WHAT THE TASK ASKS
Can you find the lines of the listing that include "variable" and copy every one?

INFORMATION PROVIDED
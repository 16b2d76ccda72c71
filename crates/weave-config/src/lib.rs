//! Configuration management for Weave.
//!
//! Parses `weave.toml` with serde and discovers it in the current directory
//! or its parents. CLI settings passed to [`Config::load`] take precedence
//! over file values.
//!
//! ```toml
//! [source]
//! root_dir = "${WEAVE_CONTENT:-content}"
//!
//! [include]
//! max_depth = 10
//! diagnostics = false
//! directive = "include"
//! fallback = "fallback"
//! escape = "literal"
//! marker = "include-error"
//!
//! [cache]
//! enabled = true
//! ```
//!
//! `source.root_dir` supports `${VAR}` and `${VAR:-default}` expansion.

mod expand;

use std::path::{Path, PathBuf};

use serde::Deserialize;

/// Configuration filename to search for.
pub const CONFIG_FILENAME: &str = "weave.toml";

/// Upper bound accepted for `include.max_depth`.
const MAX_DEPTH_LIMIT: usize = 64;

/// CLI settings that override configuration file values.
///
/// Only `Some` fields override the loaded config.
#[derive(Debug, Default)]
pub struct CliSettings {
    /// Override the content root directory.
    pub source_dir: Option<PathBuf>,
    /// Override the cache enabled flag.
    pub cache_enabled: Option<bool>,
    /// Override diagnostics mode.
    pub diagnostics: Option<bool>,
    /// Override the nesting limit.
    pub max_depth: Option<usize>,
}

/// Application configuration.
#[derive(Debug, Deserialize)]
#[serde(default)]
pub struct Config {
    source: SourceConfigRaw,
    cache: CacheConfigRaw,
    /// Inclusion settings.
    pub include: IncludeConfig,

    /// Resolved project paths (set after loading).
    #[serde(skip)]
    pub project: ProjectConfig,
    /// Path to the config file (set after loading).
    #[serde(skip)]
    pub config_path: Option<PathBuf>,
}

impl Default for Config {
    fn default() -> Self {
        Self::default_with_base(Path::new("."))
    }
}

#[derive(Debug, Deserialize, Default)]
#[serde(default)]
struct SourceConfigRaw {
    root_dir: Option<String>,
}

#[derive(Debug, Deserialize, Default)]
#[serde(default)]
struct CacheConfigRaw {
    enabled: Option<bool>,
}

/// `[include]` section.
#[derive(Debug, Clone, PartialEq, Eq, Deserialize)]
#[serde(default)]
pub struct IncludeConfig {
    /// Maximum nesting of inclusions.
    pub max_depth: usize,
    /// Leave visible markers for failed top-level directives.
    pub diagnostics: bool,
    /// Directive element name.
    pub directive: String,
    /// Fallback element name.
    pub fallback: String,
    /// Escape element name.
    pub escape: String,
    /// Marker element name.
    pub marker: String,
}

impl Default for IncludeConfig {
    fn default() -> Self {
        Self {
            max_depth: 10,
            diagnostics: false,
            directive: "include".to_owned(),
            fallback: "fallback".to_owned(),
            escape: "literal".to_owned(),
            marker: "include-error".to_owned(),
        }
    }
}

/// Resolved project paths.
#[derive(Debug, Default, Clone, PartialEq, Eq)]
pub struct ProjectConfig {
    /// Directory content locators are resolved against.
    pub root_dir: PathBuf,
    /// Project data directory (`.weave/`).
    pub project_dir: PathBuf,
    /// Whether cross-run caching is enabled.
    pub cache_enabled: bool,
}

impl ProjectConfig {
    /// Cache directory path (`.weave/cache/`).
    #[must_use]
    pub fn cache_dir(&self) -> PathBuf {
        self.project_dir.join("cache")
    }
}

/// Configuration error.
#[derive(Debug, thiserror::Error)]
pub enum ConfigError {
    /// Explicit config file does not exist.
    #[error("Configuration file not found: {}", .0.display())]
    NotFound(PathBuf),
    /// I/O error.
    #[error("I/O error: {0}")]
    Io(#[from] std::io::Error),
    /// TOML parsing error.
    #[error("TOML parse error: {0}")]
    Parse(#[from] toml::de::Error),
    /// Validation error.
    #[error("Configuration error: {0}")]
    Validation(String),
    /// Environment variable error during expansion.
    #[error("Environment variable error in {field}: {message}")]
    EnvVar {
        /// Config field path (e.g. `source.root_dir`).
        field: String,
        /// Error message (e.g. `${WEAVE_CONTENT} not set`).
        message: String,
    },
}

fn require_tag_name(value: &str, field: &str) -> Result<(), ConfigError> {
    if value.is_empty() {
        return Err(ConfigError::Validation(format!("{field} cannot be empty")));
    }
    if value.chars().any(char::is_whitespace) {
        return Err(ConfigError::Validation(format!(
            "{field} cannot contain whitespace"
        )));
    }
    Ok(())
}

impl Config {
    /// Load configuration with optional CLI settings.
    ///
    /// Uses `config_path` when given, otherwise searches for `weave.toml` in
    /// the current directory and its parents, falling back to defaults.
    ///
    /// # Errors
    ///
    /// Returns error if the explicit `config_path` doesn't exist, the file
    /// cannot be parsed, or the resulting configuration is invalid.
    pub fn load(
        config_path: Option<&Path>,
        cli_settings: Option<&CliSettings>,
    ) -> Result<Self, ConfigError> {
        let mut config = if let Some(path) = config_path {
            if !path.exists() {
                return Err(ConfigError::NotFound(path.to_path_buf()));
            }
            Self::load_from_file(path)?
        } else if let Some(discovered) = Self::discover_config() {
            Self::load_from_file(&discovered)?
        } else {
            Self::default_with_cwd()
        };

        if let Some(settings) = cli_settings {
            config.apply_cli_settings(settings);
            config.validate()?;
        }

        Ok(config)
    }

    fn apply_cli_settings(&mut self, settings: &CliSettings) {
        if let Some(source_dir) = &settings.source_dir {
            self.project.root_dir.clone_from(source_dir);
        }
        if let Some(cache_enabled) = settings.cache_enabled {
            self.project.cache_enabled = cache_enabled;
        }
        if let Some(diagnostics) = settings.diagnostics {
            self.include.diagnostics = diagnostics;
        }
        if let Some(max_depth) = settings.max_depth {
            self.include.max_depth = max_depth;
        }
    }

    fn discover_config() -> Option<PathBuf> {
        let mut current = std::env::current_dir().ok()?;
        loop {
            let candidate = current.join(CONFIG_FILENAME);
            if candidate.exists() {
                return Some(candidate);
            }
            if !current.pop() {
                return None;
            }
        }
    }

    fn default_with_cwd() -> Self {
        let cwd = std::env::current_dir().unwrap_or_default();
        Self::default_with_base(&cwd)
    }

    fn default_with_base(base: &Path) -> Self {
        Self {
            source: SourceConfigRaw::default(),
            cache: CacheConfigRaw::default(),
            include: IncludeConfig::default(),
            project: ProjectConfig {
                root_dir: base.join("content"),
                project_dir: base.join(".weave"),
                cache_enabled: true,
            },
            config_path: None,
        }
    }

    fn load_from_file(path: &Path) -> Result<Self, ConfigError> {
        let content = std::fs::read_to_string(path)?;
        let mut config: Self = toml::from_str(&content)?;

        config.expand_env_vars()?;

        let config_dir = path.parent().unwrap_or(Path::new("."));
        config.resolve_paths(config_dir);
        config.config_path = Some(path.to_path_buf());

        config.validate()?;

        Ok(config)
    }

    /// Validate configuration values.
    ///
    /// # Errors
    ///
    /// Returns `ConfigError::Validation` if `include.max_depth` is outside
    /// `1..=64`, a tag name is empty or contains whitespace, or two tag
    /// names coincide.
    pub fn validate(&self) -> Result<(), ConfigError> {
        let include = &self.include;

        if !(1..=MAX_DEPTH_LIMIT).contains(&include.max_depth) {
            return Err(ConfigError::Validation(format!(
                "include.max_depth must be between 1 and {MAX_DEPTH_LIMIT}"
            )));
        }

        let tags = [
            ("include.directive", include.directive.as_str()),
            ("include.fallback", include.fallback.as_str()),
            ("include.escape", include.escape.as_str()),
            ("include.marker", include.marker.as_str()),
        ];
        for (field, value) in tags {
            require_tag_name(value, field)?;
        }
        for (i, (field, value)) in tags.iter().enumerate() {
            if let Some((other, _)) = tags[..i].iter().find(|(_, v)| v == value) {
                return Err(ConfigError::Validation(format!(
                    "{field} must differ from {other}"
                )));
            }
        }

        Ok(())
    }

    fn expand_env_vars(&mut self) -> Result<(), ConfigError> {
        if let Some(ref root_dir) = self.source.root_dir {
            self.source.root_dir = Some(expand::expand_env(root_dir, "source.root_dir")?);
        }
        Ok(())
    }

    /// Resolve relative paths against the config file's directory.
    fn resolve_paths(&mut self, config_dir: &Path) {
        self.project = ProjectConfig {
            root_dir: config_dir.join(self.source.root_dir.as_deref().unwrap_or("content")),
            project_dir: config_dir.join(".weave"),
            cache_enabled: self.cache.enabled.unwrap_or(true),
        };
    }
}
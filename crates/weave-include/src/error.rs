//! Error types for inclusion resolution.

use weave_source::{Locator, SourceError};

/// Why a single directive could not be resolved.
///
/// These never abort a run; the resolver turns them into diagnostics.
#[derive(Debug, Clone, PartialEq, Eq, thiserror::Error)]
#[non_exhaustive]
pub enum IncludeError {
    /// Neither `href` nor a selector was given.
    #[error("include has neither href nor selector")]
    MissingTarget,

    /// Nesting went deeper than the configured limit.
    #[error("include depth limit of {max} exceeded at {identity}")]
    MaxDepthExceeded {
        /// Directive that would have gone too deep.
        identity: String,
        /// Configured limit.
        max: usize,
    },

    /// The directive includes something that is currently being resolved.
    #[error("cyclic inclusion of {0}")]
    CyclicInclusion(String),

    /// Fetching, decoding, parsing or selecting failed.
    #[error("failed to resolve {identity}: {message}")]
    ResolutionFailed {
        /// Failed directive.
        identity: String,
        /// Underlying cause.
        message: String,
    },
}

impl IncludeError {
    pub(crate) fn failed(identity: &str, cause: &impl std::fmt::Display) -> Self {
        Self::ResolutionFailed {
            identity: identity.to_owned(),
            message: cause.to_string(),
        }
    }
}

/// The root document of a load could not be read.
#[derive(Debug, thiserror::Error)]
#[non_exhaustive]
pub enum LoadError {
    /// Fetching or parsing the root document failed.
    #[error("failed to load {locator}: {source}")]
    Root {
        /// Root locator.
        locator: Locator,
        /// Underlying source error.
        #[source]
        source: SourceError,
    },
}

TASK RESULT
    /// Environment variable error during expansion.
    #[error("Environment variable error in {field}: {message}")]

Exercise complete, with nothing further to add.